WHAT TO PRODUCE: Transcribe the data in full, keeping each line exactly as it appears.

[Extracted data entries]
//! Conversion of string parameters into typed layout values.
//!
//! Nothing in here fails: malformed input falls back to a fixed value so that one bad hint never
//! aborts a tree build.

use crate::toolkit::Alignment;
use crate::tree::VisualTreeNode;
use std::num::ParseFloatError;

/// Reads an integer parameter.
///
/// An absent parameter yields `fallback`; a present but malformed one yields **0**.
pub fn read_int(name: &str, node: &VisualTreeNode, fallback: i32) -> i32 {
    let default = fallback.to_string();
    node.get_additional_parameter(name, &default)
        .parse()
        .unwrap_or(0)
}

/// Parses a comma separated list of expand ratios.
///
/// Malformed entries become `0.0` and are logged.
pub fn parse_expand_ratios(raw: &str) -> Vec<f32> {
    parse_expand_ratios_with(raw, |token, err| {
        tracing::warn!("could not parse expand ratio {:?}: {}", token, err);
    })
}

/// Like [`parse_expand_ratios`], but reports malformed entries to `on_error` instead of the log.
pub fn parse_expand_ratios_with<F>(raw: &str, mut on_error: F) -> Vec<f32>
where
    F: FnMut(&str, ParseFloatError),
{
    if raw.is_empty() {
        return Vec::new();
    }

    raw.split(',')
        .map(|token| match token.trim().parse::<f32>() {
            Ok(ratio) => ratio,
            Err(err) => {
                on_error(token, err);
                0.
            }
        })
        .collect()
}

/// Parses a single expand ratio; malformed input becomes `0.0` and is logged.
pub fn parse_expand_ratio(raw: &str) -> f32 {
    match raw.trim().parse() {
        Ok(ratio) => ratio,
        Err(err) => {
            tracing::warn!("could not parse expand ratio {:?}: {}", raw, err);
            0.
        }
    }
}

/// Parses an alignment token such as `top_left`, `Middle-Center` or `BOTTOM RIGHT`.
///
/// Unknown or empty input yields [`Alignment::TopLeft`].
pub fn parse_alignment(raw: &str) -> Alignment {
    let token: String = raw
        .trim()
        .chars()
        .map(|c| match c {
            '-' | ' ' => '_',
            c => c.to_ascii_lowercase(),
        })
        .collect();

    match token.as_str() {
        "top_left" | "left_top" => Alignment::TopLeft,
        "top_center" | "center_top" | "top" => Alignment::TopCenter,
        "top_right" | "right_top" => Alignment::TopRight,
        "middle_left" | "left_middle" | "left" => Alignment::MiddleLeft,
        "middle_center" | "center_middle" | "center" | "middle" => Alignment::MiddleCenter,
        "middle_right" | "right_middle" | "right" => Alignment::MiddleRight,
        "bottom_left" | "left_bottom" => Alignment::BottomLeft,
        "bottom_center" | "center_bottom" | "bottom" => Alignment::BottomCenter,
        "bottom_right" | "right_bottom" => Alignment::BottomRight,
        _ => Alignment::default(),
    }
}

#[cfg(test)]
use crate::toolkit::Label;
#[cfg(test)]
use crate::tree::VisualTree;

#[cfg(test)]
fn node_with(name: &str, value: &str) -> VisualTreeNode {
    let mut tree = VisualTree::new();
    let id = tree.set_root(Label::default());
    tree.set_parameter(id, name, value).unwrap();
    tree.get(id).unwrap().clone()
}

#[test]
fn test_read_int_distinguishes_absent_from_malformed() {
    let node = node_with("GridLayout.row", "7");
    assert_eq!(read_int("GridLayout.row", &node, -1), 7);
    assert_eq!(read_int("GridLayout.column", &node, -1), -1);
    assert_eq!(read_int("GridLayout.column", &node, 3), 3);

    let node = node_with("GridLayout.row", "seven");
    assert_eq!(read_int("GridLayout.row", &node, -1), 0);
    assert_eq!(read_int("GridLayout.row", &node, 5), 0);

    // no trimming
    let node = node_with("GridLayout.row", " 2");
    assert_eq!(read_int("GridLayout.row", &node, -1), 0);

    let node = node_with("GridLayout.row", "-4");
    assert_eq!(read_int("GridLayout.row", &node, -1), -4);
}

#[test]
fn test_expand_ratios_fall_back_per_token() {
    let mut warnings = Vec::new();
    let ratios = parse_expand_ratios_with("1.0,,abc,2.5", |token, _| {
        warnings.push(token.to_string())
    });
    assert_eq!(ratios, vec![1.0, 0.0, 0.0, 2.5]);
    assert_eq!(warnings, vec!["".to_string(), "abc".to_string()]);
}

#[test]
fn test_valid_expand_ratios_do_not_warn() {
    let mut warnings = 0;
    let ratios = parse_expand_ratios_with("0.5, 1,2e0", |_, _| warnings += 1);
    assert_eq!(ratios, vec![0.5, 1.0, 2.0]);
    assert_eq!(warnings, 0);

    assert!(parse_expand_ratios("").is_empty());
    assert_eq!(parse_expand_ratios("x"), vec![0.0]);
}

#[test]
fn test_single_expand_ratio() {
    assert_eq!(parse_expand_ratio(" 1.5 "), 1.5);
    assert_eq!(parse_expand_ratio("wide"), 0.0);
}

#[test]
fn test_alignment_tokens() {
    assert_eq!(parse_alignment("top_left"), Alignment::TopLeft);
    assert_eq!(parse_alignment("MIDDLE_CENTER"), Alignment::MiddleCenter);
    assert_eq!(parse_alignment("bottom-right"), Alignment::BottomRight);
    assert_eq!(parse_alignment("Top Right"), Alignment::TopRight);
    assert_eq!(parse_alignment("center"), Alignment::MiddleCenter);
    assert_eq!(parse_alignment("bottom"), Alignment::BottomCenter);
    assert_eq!(parse_alignment(""), Alignment::TopLeft);
    assert_eq!(parse_alignment("diagonal"), Alignment::TopLeft);
}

OUTPUT BELOW:
//! Conversion of string parameters into typed layout values.
//!
//! Nothing in here fails: malformed input falls back to a fixed value so that one bad hint never
//! aborts a tree build.

use crate::toolkit::Alignment;
use crate::tree::VisualTreeNode;
use std::num::ParseFloatError;

/// Reads an integer parameter.
///
/// An absent parameter yields `fallback`; a present but malformed one yields **0**.
pub fn read_int(name: &str, node: &VisualTreeNode, fallback: i32) -> i32 {
    let default = fallback.to_string();
    node.get_additional_parameter(name, &default)
        .parse()
        .unwrap_or(0)
}

/// Parses a comma separated list of expand ratios.
///
/// Malformed entries become `0.0` and are logged.
pub fn parse_expand_ratios(raw: &str) -> Vec<f32> {
    parse_expand_ratios_with(raw, |token, err| {
        tracing::warn!("could not parse expand ratio {:?}: {}", token, err);
    })
}

/// Like [`parse_expand_ratios`], but reports malformed entries to `on_error` instead of the log.
pub fn parse_expand_ratios_with<F>(raw: &str, mut on_error: F) -> Vec<f32>
where
    F: FnMut(&str, ParseFloatError),
{
    if raw.is_empty() {
        return Vec::new();
    }

    raw.split(',')
        .map(|token| match token.trim().parse::<f32>() {
            Ok(ratio) => ratio,
            Err(err) => {
                on_error(token, err);
                0.
            }
        })
        .collect()
}

/// Parses a single expand ratio; malformed input becomes `0.0` and is logged.
pub fn parse_expand_ratio(raw: &str) -> f32 {
    match raw.trim().parse() {
        Ok(ratio) => ratio,
        Err(err) => {
            tracing::warn!("could not parse expand ratio {:?}: {}", raw, err);
            0.
        }
    }
}

/// Parses an alignment token such as `top_left`, `Middle-Center` or `BOTTOM RIGHT`.
///
/// Unknown or empty input yields [`Alignment::TopLeft`].
pub fn parse_alignment(raw: &str) -> Alignment {
    let token: String = raw
        .trim()
        .chars()
        .map(|c| match c {
            '-' | ' ' => '_',
            c => c.to_ascii_lowercase(),
        })
        .collect();

    match token.as_str() {
        "top_left" | "left_top" => Alignment::TopLeft,
        "top_center" | "center_top" | "top" => Alignment::TopCenter,
        "top_right" | "right_top" => Alignment::TopRight,
        "middle_left" | "left_middle" | "left" => Alignment::MiddleLeft,
        "middle_center" | "center_middle" | "center" | "middle" => Alignment::MiddleCenter,
        "middle_right" | "right_middle" | "right" => Alignment::MiddleRight,
        "bottom_left" | "left_bottom" => Alignment::BottomLeft,
        "bottom_center" | "center_bottom" | "bottom" => Alignment::BottomCenter,
        "bottom_right" | "right_bottom" => Alignment::BottomRight,
        _ => Alignment::default(),
    }
}

#[cfg(test)]
use crate::toolkit::Label;
#[cfg(test)]
use crate::tree::VisualTree;

#[cfg(test)]
fn node_with(name: &str, value: &str) -> VisualTreeNode {
    let mut tree = VisualTree::new();
    let id = tree.set_root(Label::default());
    tree.set_parameter(id, name, value).unwrap();
    tree.get(id).unwrap().clone()
}

#[test]
fn test_read_int_distinguishes_absent_from_malformed() {
    let node = node_with("GridLayout.row", "7");
    assert_eq!(read_int("GridLayout.row", &node, -1), 7);
    assert_eq!(read_int("GridLayout.column", &node, -1), -1);
    assert_eq!(read_int("GridLayout.column", &node, 3), 3);

    let node = node_with("GridLayout.row", "seven");
    assert_eq!(read_int("GridLayout.row", &node, -1), 0);
    assert_eq!(read_int("GridLayout.row", &node, 5), 0);

    // no trimming
    let node = node_with("GridLayout.row", " 2");
    assert_eq!(read_int("GridLayout.row", &node, -1), 0);

    let node = node_with("GridLayout.row", "-4");
    assert_eq!(read_int("GridLayout.row", &node, -1), -4);
}

#[test]
fn test_expand_ratios_fall_back_per_token() {
    let mut warnings = Vec::new();
    let ratios = parse_expand_ratios_with("1.0,,abc,2.5", |token, _| {
        warnings.push(token.to_string())
    });
    assert_eq!(ratios, vec![1.0, 0.0, 0.0, 2.5]);
    assert_eq!(warnings, vec!["".to_string(), "abc".to_string()]);
}

#[test]
fn test_valid_expand_ratios_do_not_warn() {
    let mut warnings = 0;
    let ratios = parse_expand_ratios_with("0.5, 1,2e0", |_, _| warnings += 1);
    assert_eq!(ratios, vec![0.5, 1.0, 2.0]);
    assert_eq!(warnings, 0);

    assert!(parse_expand_ratios("").is_empty());
    assert_eq!(parse_expand_ratios("x"), vec![0.0]);
}

#[test]
fn test_single_expand_ratio() {
    assert_eq!(parse_expand_ratio(" 1.5 "), 1.5);
    assert_eq!(parse_expand_ratio("wide"), 0.0);
}

#[test]
fn test_alignment_tokens() {
    assert_eq!(parse_alignment("top_left"), Alignment::TopLeft);
    assert_eq!(parse_alignment("MIDDLE_CENTER"), Alignment::MiddleCenter);
    assert_eq!(parse_alignment("bottom-right"), Alignment::BottomRight);
    assert_eq!(parse_alignment("Top Right"), Alignment::TopRight);
    assert_eq!(parse_alignment("center"), Alignment::MiddleCenter);
    assert_eq!(parse_alignment("bottom"), Alignment::BottomCenter);
    assert_eq!(parse_alignment(""), Alignment::TopLeft);
    assert_eq!(parse_alignment("diagonal"), Alignment::TopLeft);
}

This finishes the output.